**Exercise requirements:** Produce all the records again exactly as they stand.

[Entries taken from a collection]
::::::::::
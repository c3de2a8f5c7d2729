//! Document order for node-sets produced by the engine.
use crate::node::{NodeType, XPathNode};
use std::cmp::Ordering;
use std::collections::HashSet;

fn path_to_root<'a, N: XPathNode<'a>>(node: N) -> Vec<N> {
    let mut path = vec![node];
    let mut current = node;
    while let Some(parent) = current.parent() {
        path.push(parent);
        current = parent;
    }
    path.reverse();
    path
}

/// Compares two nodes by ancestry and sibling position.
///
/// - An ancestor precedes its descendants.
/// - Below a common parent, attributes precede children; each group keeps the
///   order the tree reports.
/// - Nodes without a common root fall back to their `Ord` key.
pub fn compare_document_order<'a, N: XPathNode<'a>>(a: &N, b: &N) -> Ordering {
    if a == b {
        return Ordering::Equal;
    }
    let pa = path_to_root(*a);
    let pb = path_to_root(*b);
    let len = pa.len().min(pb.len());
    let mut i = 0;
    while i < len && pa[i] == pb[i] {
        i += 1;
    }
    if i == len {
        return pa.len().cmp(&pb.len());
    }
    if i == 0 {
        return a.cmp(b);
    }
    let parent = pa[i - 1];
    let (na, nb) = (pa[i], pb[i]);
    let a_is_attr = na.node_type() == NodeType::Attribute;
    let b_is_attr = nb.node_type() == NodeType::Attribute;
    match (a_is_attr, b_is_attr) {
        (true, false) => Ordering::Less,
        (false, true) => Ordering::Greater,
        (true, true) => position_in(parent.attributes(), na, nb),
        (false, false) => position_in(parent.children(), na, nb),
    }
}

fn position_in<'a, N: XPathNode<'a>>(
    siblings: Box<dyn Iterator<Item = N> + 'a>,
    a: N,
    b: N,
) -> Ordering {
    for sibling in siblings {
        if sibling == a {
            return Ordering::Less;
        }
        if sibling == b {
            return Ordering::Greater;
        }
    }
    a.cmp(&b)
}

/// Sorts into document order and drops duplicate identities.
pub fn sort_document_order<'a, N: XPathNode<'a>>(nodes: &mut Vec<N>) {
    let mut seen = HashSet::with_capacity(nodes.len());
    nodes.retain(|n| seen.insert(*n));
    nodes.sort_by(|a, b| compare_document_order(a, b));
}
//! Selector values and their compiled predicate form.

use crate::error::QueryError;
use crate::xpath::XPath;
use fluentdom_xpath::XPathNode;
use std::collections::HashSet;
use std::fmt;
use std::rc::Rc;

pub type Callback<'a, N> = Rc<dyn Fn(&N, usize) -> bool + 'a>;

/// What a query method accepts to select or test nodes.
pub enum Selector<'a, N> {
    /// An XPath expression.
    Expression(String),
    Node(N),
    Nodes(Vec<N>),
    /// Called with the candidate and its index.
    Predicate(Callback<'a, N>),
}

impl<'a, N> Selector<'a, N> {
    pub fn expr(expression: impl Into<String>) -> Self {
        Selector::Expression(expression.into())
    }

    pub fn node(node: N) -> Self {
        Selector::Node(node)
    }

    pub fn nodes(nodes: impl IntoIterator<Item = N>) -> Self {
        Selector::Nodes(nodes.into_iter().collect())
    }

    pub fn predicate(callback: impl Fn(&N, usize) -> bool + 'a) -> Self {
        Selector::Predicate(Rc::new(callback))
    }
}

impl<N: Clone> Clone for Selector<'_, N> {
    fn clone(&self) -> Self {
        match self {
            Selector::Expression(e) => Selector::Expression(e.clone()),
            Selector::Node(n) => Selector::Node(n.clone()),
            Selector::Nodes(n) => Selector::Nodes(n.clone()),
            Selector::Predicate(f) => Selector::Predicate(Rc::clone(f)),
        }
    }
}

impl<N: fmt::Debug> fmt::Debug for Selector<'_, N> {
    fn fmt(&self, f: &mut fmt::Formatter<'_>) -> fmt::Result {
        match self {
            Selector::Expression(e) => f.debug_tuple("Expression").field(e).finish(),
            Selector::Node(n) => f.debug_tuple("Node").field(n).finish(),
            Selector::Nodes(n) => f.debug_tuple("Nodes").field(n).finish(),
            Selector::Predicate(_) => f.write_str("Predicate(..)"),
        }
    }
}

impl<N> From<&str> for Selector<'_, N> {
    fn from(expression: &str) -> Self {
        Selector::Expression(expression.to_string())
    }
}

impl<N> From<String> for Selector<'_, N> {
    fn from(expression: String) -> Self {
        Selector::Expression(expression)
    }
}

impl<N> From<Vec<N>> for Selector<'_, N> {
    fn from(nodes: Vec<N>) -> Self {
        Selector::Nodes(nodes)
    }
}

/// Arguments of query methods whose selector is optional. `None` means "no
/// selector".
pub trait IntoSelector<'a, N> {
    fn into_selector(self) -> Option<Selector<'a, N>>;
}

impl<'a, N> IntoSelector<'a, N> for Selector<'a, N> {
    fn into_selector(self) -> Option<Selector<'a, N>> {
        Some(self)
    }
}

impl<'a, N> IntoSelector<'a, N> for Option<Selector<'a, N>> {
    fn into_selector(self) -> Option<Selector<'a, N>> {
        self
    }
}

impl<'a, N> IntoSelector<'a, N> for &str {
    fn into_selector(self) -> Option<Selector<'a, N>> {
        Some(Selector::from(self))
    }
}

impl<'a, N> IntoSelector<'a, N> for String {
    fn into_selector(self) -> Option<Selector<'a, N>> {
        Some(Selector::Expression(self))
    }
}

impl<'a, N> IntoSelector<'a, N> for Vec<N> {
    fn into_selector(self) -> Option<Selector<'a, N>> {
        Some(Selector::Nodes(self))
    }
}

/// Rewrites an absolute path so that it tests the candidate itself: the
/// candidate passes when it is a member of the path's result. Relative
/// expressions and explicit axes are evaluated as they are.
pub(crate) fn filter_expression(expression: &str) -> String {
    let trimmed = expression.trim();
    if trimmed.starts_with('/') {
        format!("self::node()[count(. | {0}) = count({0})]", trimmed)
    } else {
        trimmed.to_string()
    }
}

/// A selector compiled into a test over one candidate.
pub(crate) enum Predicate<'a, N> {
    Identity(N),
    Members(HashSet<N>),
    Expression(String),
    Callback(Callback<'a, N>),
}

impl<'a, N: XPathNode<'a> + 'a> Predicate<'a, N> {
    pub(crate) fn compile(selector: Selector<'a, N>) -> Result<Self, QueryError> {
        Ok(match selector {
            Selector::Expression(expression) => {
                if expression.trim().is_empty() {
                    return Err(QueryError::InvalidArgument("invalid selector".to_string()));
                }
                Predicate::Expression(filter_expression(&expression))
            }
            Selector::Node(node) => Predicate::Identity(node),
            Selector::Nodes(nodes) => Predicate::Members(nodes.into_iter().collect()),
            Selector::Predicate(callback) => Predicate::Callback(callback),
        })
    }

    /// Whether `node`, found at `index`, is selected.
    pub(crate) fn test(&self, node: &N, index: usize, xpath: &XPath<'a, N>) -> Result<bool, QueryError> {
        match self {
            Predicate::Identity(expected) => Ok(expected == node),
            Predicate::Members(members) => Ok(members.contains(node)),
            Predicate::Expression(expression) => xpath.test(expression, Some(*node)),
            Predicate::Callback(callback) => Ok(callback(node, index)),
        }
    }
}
::::::::::
**Exercise output:**
repository c3de2a8f5c7d2729
//! Document order for node-sets produced by the engine.
use crate::node::{NodeType, XPathNode};
use std::cmp::Ordering;
use std::collections::HashSet;

fn path_to_root<'a, N: XPathNode<'a>>(node: N) -> Vec<N> {
    let mut path = vec![node];
    let mut current = node;
    while let Some(parent) = current.parent() {
        path.push(parent);
        current = parent;
    }
    path.reverse();
    path
}

/// Compares two nodes by ancestry and sibling position.
///
/// - An ancestor precedes its descendants.
/// - Below a common parent, attributes precede children; each group keeps the
///   order the tree reports.
/// - Nodes without a common root fall back to their `Ord` key.
pub fn compare_document_order<'a, N: XPathNode<'a>>(a: &N, b: &N) -> Ordering {
    if a == b {
        return Ordering::Equal;
    }
    let pa = path_to_root(*a);
    let pb = path_to_root(*b);
    let len = pa.len().min(pb.len());
    let mut i = 0;
    while i < len && pa[i] == pb[i] {
        i += 1;
    }
    if i == len {
        return pa.len().cmp(&pb.len());
    }
    if i == 0 {
        return a.cmp(b);
    }
    let parent = pa[i - 1];
    let (na, nb) = (pa[i], pb[i]);
    let a_is_attr = na.node_type() == NodeType::Attribute;
    let b_is_attr = nb.node_type() == NodeType::Attribute;
    match (a_is_attr, b_is_attr) {
        (true, false) => Ordering::Less,
        (false, true) => Ordering::Greater,
        (true, true) => position_in(parent.attributes(), na, nb),
        (false, false) => position_in(parent.children(), na, nb),
    }
}

fn position_in<'a, N: XPathNode<'a>>(
    siblings: Box<dyn Iterator<Item = N> + 'a>,
    a: N,
    b: N,
) -> Ordering {
    for sibling in siblings {
        if sibling == a {
            return Ordering::Less;
        }
        if sibling == b {
            return Ordering::Greater;
        }
    }
    a.cmp(&b)
}

/// Sorts into document order and drops duplicate identities.
pub fn sort_document_order<'a, N: XPathNode<'a>>(nodes: &mut Vec<N>) {
    let mut seen = HashSet::with_capacity(nodes.len());
    nodes.retain(|n| seen.insert(*n));
    nodes.sort_by(|a, b| compare_document_order(a, b));
}
//! Selector values and their compiled predicate form.

use crate::error::QueryError;
use crate::xpath::XPath;
use fluentdom_xpath::XPathNode;
use std::collections::HashSet;
use std::fmt;
use std::rc::Rc;

pub type Callback<'a, N> = Rc<dyn Fn(&N, usize) -> bool + 'a>;

/// What a query method accepts to select or test nodes.
pub enum Selector<'a, N> {
    /// An XPath expression.
    Expression(String),
    Node(N),
    Nodes(Vec<N>),
    /// Called with the candidate and its index.
    Predicate(Callback<'a, N>),
}

impl<'a, N> Selector<'a, N> {
    pub fn expr(expression: impl Into<String>) -> Self {
        Selector::Expression(expression.into())
    }

    pub fn node(node: N) -> Self {
        Selector::Node(node)
    }

    pub fn nodes(nodes: impl IntoIterator<Item = N>) -> Self {
        Selector::Nodes(nodes.into_iter().collect())
    }

    pub fn predicate(callback: impl Fn(&N, usize) -> bool + 'a) -> Self {
        Selector::Predicate(Rc::new(callback))
    }
}

impl<N: Clone> Clone for Selector<'_, N> {
    fn clone(&self) -> Self {
        match self {
            Selector::Expression(e) => Selector::Expression(e.clone()),
            Selector::Node(n) => Selector::Node(n.clone()),
            Selector::Nodes(n) => Selector::Nodes(n.clone()),
            Selector::Predicate(f) => Selector::Predicate(Rc::clone(f)),
        }
    }
}

impl<N: fmt::Debug> fmt::Debug for Selector<'_, N> {
    fn fmt(&self, f: &mut fmt::Formatter<'_>) -> fmt::Result {
        match self {
            Selector::Expression(e) => f.debug_tuple("Expression").field(e).finish(),
            Selector::Node(n) => f.debug_tuple("Node").field(n).finish(),
            Selector::Nodes(n) => f.debug_tuple("Nodes").field(n).finish(),
            Selector::Predicate(_) => f.write_str("Predicate(..)"),
        }
    }
}

impl<N> From<&str> for Selector<'_, N> {
    fn from(expression: &str) -> Self {
        Selector::Expression(expression.to_string())
    }
}

impl<N> From<String> for Selector<'_, N> {
    fn from(expression: String) -> Self {
        Selector::Expression(expression)
    }
}

impl<N> From<Vec<N>> for Selector<'_, N> {
    fn from(nodes: Vec<N>) -> Self {
        Selector::Nodes(nodes)
    }
}

/// Arguments of query methods whose selector is optional. `None` means "no
/// selector".
pub trait IntoSelector<'a, N> {
    fn into_selector(self) -> Option<Selector<'a, N>>;
}

impl<'a, N> IntoSelector<'a, N> for Selector<'a, N> {
    fn into_selector(self) -> Option<Selector<'a, N>> {
        Some(self)
    }
}

impl<'a, N> IntoSelector<'a, N> for Option<Selector<'a, N>> {
    fn into_selector(self) -> Option<Selector<'a, N>> {
        self
    }
}

impl<'a, N> IntoSelector<'a, N> for &str {
    fn into_selector(self) -> Option<Selector<'a, N>> {
        Some(Selector::from(self))
    }
}

impl<'a, N> IntoSelector<'a, N> for String {
    fn into_selector(self) -> Option<Selector<'a, N>> {
        Some(Selector::Expression(self))
    }
}

impl<'a, N> IntoSelector<'a, N> for Vec<N> {
    fn into_selector(self) -> Option<Selector<'a, N>> {
        Some(Selector::Nodes(self))
    }
}

/// Rewrites an absolute path so that it tests the candidate itself: the
/// candidate passes when it is a member of the path's result. Relative
/// expressions and explicit axes are evaluated as they are.
pub(crate) fn filter_expression(expression: &str) -> String {
    let trimmed = expression.trim();
    if trimmed.starts_with('/') {
        format!("self::node()[count(. | {0}) = count({0})]", trimmed)
    } else {
        trimmed.to_string()
    }
}

/// A selector compiled into a test over one candidate.
pub(crate) enum Predicate<'a, N> {
    Identity(N),
    Members(HashSet<N>),
    Expression(String),
    Callback(Callback<'a, N>),
}

impl<'a, N: XPathNode<'a> + 'a> Predicate<'a, N> {
    pub(crate) fn compile(selector: Selector<'a, N>) -> Result<Self, QueryError> {
        Ok(match selector {
            Selector::Expression(expression) => {
                if expression.trim().is_empty() {
                    return Err(QueryError::InvalidArgument("invalid selector".to_string()));
                }
                Predicate::Expression(filter_expression(&expression))
            }
            Selector::Node(node) => Predicate::Identity(node),
            Selector::Nodes(nodes) => Predicate::Members(nodes.into_iter().collect()),
            Selector::Predicate(callback) => Predicate::Callback(callback),
        })
    }

    /// Whether `node`, found at `index`, is selected.
    pub(crate) fn test(&self, node: &N, index: usize, xpath: &XPath<'a, N>) -> Result<bool, QueryError> {
        match self {
            Predicate::Identity(expected) => Ok(expected == node),
            Predicate::Members(members) => Ok(members.contains(node)),
            Predicate::Expression(expression) => xpath.test(expression, Some(*node)),
            Predicate::Callback(callback) => Ok(callback(node, index)),
        }
    }
}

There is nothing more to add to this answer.